April 20, 2014

FROM THE ARCHIVES: CLOSE? hE EARNED A CIGAR:

If Christ Has Not Been Raised: The Case for the Resurrection (Mark P. Shea , 4/23/11, Inside Catholic)

Ah, yes. They say. But why should we believe them? What if the Eleven were just body snatchers, stealing the corpse of Christ in order to portray themselves as the martyr's best buddies and found a cult with Jesus as putative head but themselves as the adored big cheeses?

The difficulties with this are numerous. First of all, they don't act like any cult leaders we know. The records they leave behind do not describe fearless, shiny, happy, faith-filled dynamos of apostolic courage, theological acumen, and intellectual agility. They show us a group of men whose chagrined honesty compelled them to carefully incorporate into the public record the fact that they were snobbish, spiteful, cowardly, factional nitwits who were slow on the uptake, ambitious, blind, selfish, and, when the supreme test came, quite willing to bolt and run in the hour of their Master's terrible trial. Compare this with the adoring exhalations of the North Korean press on the Manifold Virtues of The Fearless Leaders, or the flawless perfection of Stalin according to the Stalinist press of the 1930s, or the Nazi hagiography of Hitler. The apostles make sure that their public preaching and the public record include a faithful recitation of their many, many sins. Moreover, they continue to preach the Resurrection for decades, despite separation, persecution, poverty, threats, torture, and martyrdom (except for John, who had the pleasure of watching his brother James executed for his testimony). In short, they speak and act like honest men, not like men out to make a buck or acquire power.

Indeed, so honest are they that they even make Jesus look rather ungodlike at first blush. Jesus is recorded displaying weakness, showing fear, confessing ignorance, and asking questions. He is described as unable to do certain things. The disciples' official record has Him saying things that sound dangerously like denials of deity, such as "Why do you call me good? There is none good but God alone" (Mark 10:18) or "My God, my God, why have you forsaken me?" (Matthew 27:46). Yet we are to believe that cunning liars who carefully doctored history to make Jesus appear to be the Risen Lord also managed not to notice such unsettling details in their account?
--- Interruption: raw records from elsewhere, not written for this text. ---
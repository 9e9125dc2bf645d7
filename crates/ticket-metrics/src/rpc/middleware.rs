//! Middleware chain
//!
//! Middleware wraps procedure execution onion-style: the first registered
//! middleware runs first on the way in and last on the way out.

use serde::{Deserialize, Serialize};
use std::future::Future;
use std::pin::Pin;
use std::sync::Arc;
use std::time::Instant;
use tracing::{debug, info, warn};

use super::context::Context;
use super::error::RpcResult;

/// Unique identifier for a request, used for log correlation.
///
/// UUID v7, so identifiers sort by creation time.
#[derive(Debug, Clone, Copy, PartialEq, Eq, Hash, Serialize, Deserialize)]
#[serde(transparent)]
pub struct RequestId(uuid::Uuid);

impl RequestId {
    pub fn new() -> Self {
        Self(uuid::Uuid::new_v7(uuid::Timestamp::now(uuid::NoContext)))
    }
}

impl Default for RequestId {
    fn default() -> Self {
        Self::new()
    }
}

impl std::fmt::Display for RequestId {
    fn fmt(&self, f: &mut std::fmt::Formatter<'_>) -> std::fmt::Result {
        write!(f, "{}", self.0)
    }
}

/// Type of procedure being called
#[derive(Clone, Debug, PartialEq, Eq, Copy, Serialize, Deserialize)]
#[serde(rename_all = "lowercase")]
pub enum ProcedureType {
    /// Read-only operation
    Query,
    /// Operation that changes state
    Mutation,
}

impl std::fmt::Display for ProcedureType {
    fn fmt(&self, f: &mut std::fmt::Formatter<'_>) -> std::fmt::Result {
        match self {
            Self::Query => write!(f, "query"),
            Self::Mutation => write!(f, "mutation"),
        }
    }
}

/// Request information passed to middleware
#[derive(Clone, Debug)]
pub struct Request {
    pub request_id: RequestId,
    /// Full path of the procedure (e.g. "metrics.query")
    pub path: String,
    pub procedure_type: ProcedureType,
    pub input: serde_json::Value,
}

impl Request {
    pub fn new(
        path: impl Into<String>,
        procedure_type: ProcedureType,
        input: serde_json::Value,
    ) -> Self {
        Self {
            request_id: RequestId::new(),
            path: path.into(),
            procedure_type,
            input,
        }
    }

    /// First segment of the path
    pub fn namespace(&self) -> Option<&str> {
        self.path.split('.').next()
    }
}

pub type Response = serde_json::Value;

/// Next function in the middleware chain
pub type Next<Ctx> = Arc<
    dyn Fn(Context<Ctx>, Request) -> Pin<Box<dyn Future<Output = RpcResult<Response>> + Send>>
        + Send
        + Sync,
>;

/// Middleware function type
pub type MiddlewareFn<Ctx> = Arc<
    dyn Fn(
            Context<Ctx>,
            Request,
            Next<Ctx>,
        ) -> Pin<Box<dyn Future<Output = RpcResult<Response>> + Send>>
        + Send
        + Sync,
>;

/// Create middleware from an async function or closure
///
/// # Example
/// ```rust,ignore
/// let router = Router::new(ctx).middleware(from_fn(|ctx, req, next| async move {
///     tracing::info!(path = %req.path, "calling");
///     next(ctx, req).await
/// }));
/// ```
pub fn from_fn<Ctx, F, Fut>(f: F) -> MiddlewareFn<Ctx>
where
    Ctx: Clone + Send + Sync + 'static,
    F: Fn(Context<Ctx>, Request, Next<Ctx>) -> Fut + Send + Sync + 'static,
    Fut: Future<Output = RpcResult<Response>> + Send + 'static,
{
    Arc::new(move |ctx, req, next| Box::pin(f(ctx, req, next)))
}

/// Compose middleware around a final handler.
///
/// Given middleware `[M1, M2, M3]` and handler `H` the execution order is
/// `M1 → M2 → M3 → H → M3 → M2 → M1`.
pub fn build_middleware_chain<Ctx: Clone + Send + Sync + 'static>(
    middleware: Vec<MiddlewareFn<Ctx>>,
    final_handler: Next<Ctx>,
) -> Next<Ctx> {
    middleware
        .into_iter()
        .rev()
        .fold(final_handler, |next, mw| {
            Arc::new(move |ctx, req| {
                let mw = mw.clone();
                let next = next.clone();
                Box::pin(async move { (mw)(ctx, req, next).await })
            })
        })
}

/// Logs each request with its id, duration and outcome.
///
/// Requests slower than `slow_threshold_ms` are logged at warn level.
pub fn logging_middleware<Ctx>(slow_threshold_ms: Option<u64>) -> MiddlewareFn<Ctx>
where
    Ctx: Clone + Send + Sync + 'static,
{
    from_fn(move |ctx: Context<Ctx>, req: Request, next: Next<Ctx>| async move {
        let request_id = req.request_id;
        let path = req.path.clone();
        let procedure_type = req.procedure_type;
        debug!(%request_id, %path, %procedure_type, "request started");

        let start = Instant::now();
        let result = next(ctx, req).await;
        let duration_ms = start.elapsed().as_millis() as u64;

        match &result {
            Ok(_) => info!(%request_id, %path, duration_ms, "request completed"),
            Err(error) => warn!(
                %request_id,
                %path,
                duration_ms,
                code = %error.code,
                message = %error.message,
                "request failed"
            ),
        }
        if slow_threshold_ms.is_some_and(|threshold| duration_ms > threshold) {
            warn!(%request_id, %path, duration_ms, "slow request");
        }
        result
    })
}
No. What comes across with terrific force in the New Testament is that the testimony has been given by people who tell the truth, even about awkward facts not instantly advantageous to their claims. They come across as people who genuinely believe Christ risen, not as people who lie about a body that they know perfectly well was stolen or eaten by dogs. For the rest of their lives (right through to their torture and execution), the apostles behaved like men utterly convinced that they had met the Risen Christ. Indeed, so convinced are they that they include numerous details that, frankly, no liar would ever make up. So, for instance, no first-century Jewish liars would call as their first witness Mary Magdalene. For the Magdalene was prima facie incredible to a first-century Jewish audience on two counts: First, she was a woman; second, she was a woman out of whom seven demons were supposed to have been driven -- a rather shady psychological profile (Mark 16:9). The Gospels read like accounts by honest people who are stuck with the facts -- including the fact that one of the first witnesses of the Resurrection was a woman of uncertain reputation.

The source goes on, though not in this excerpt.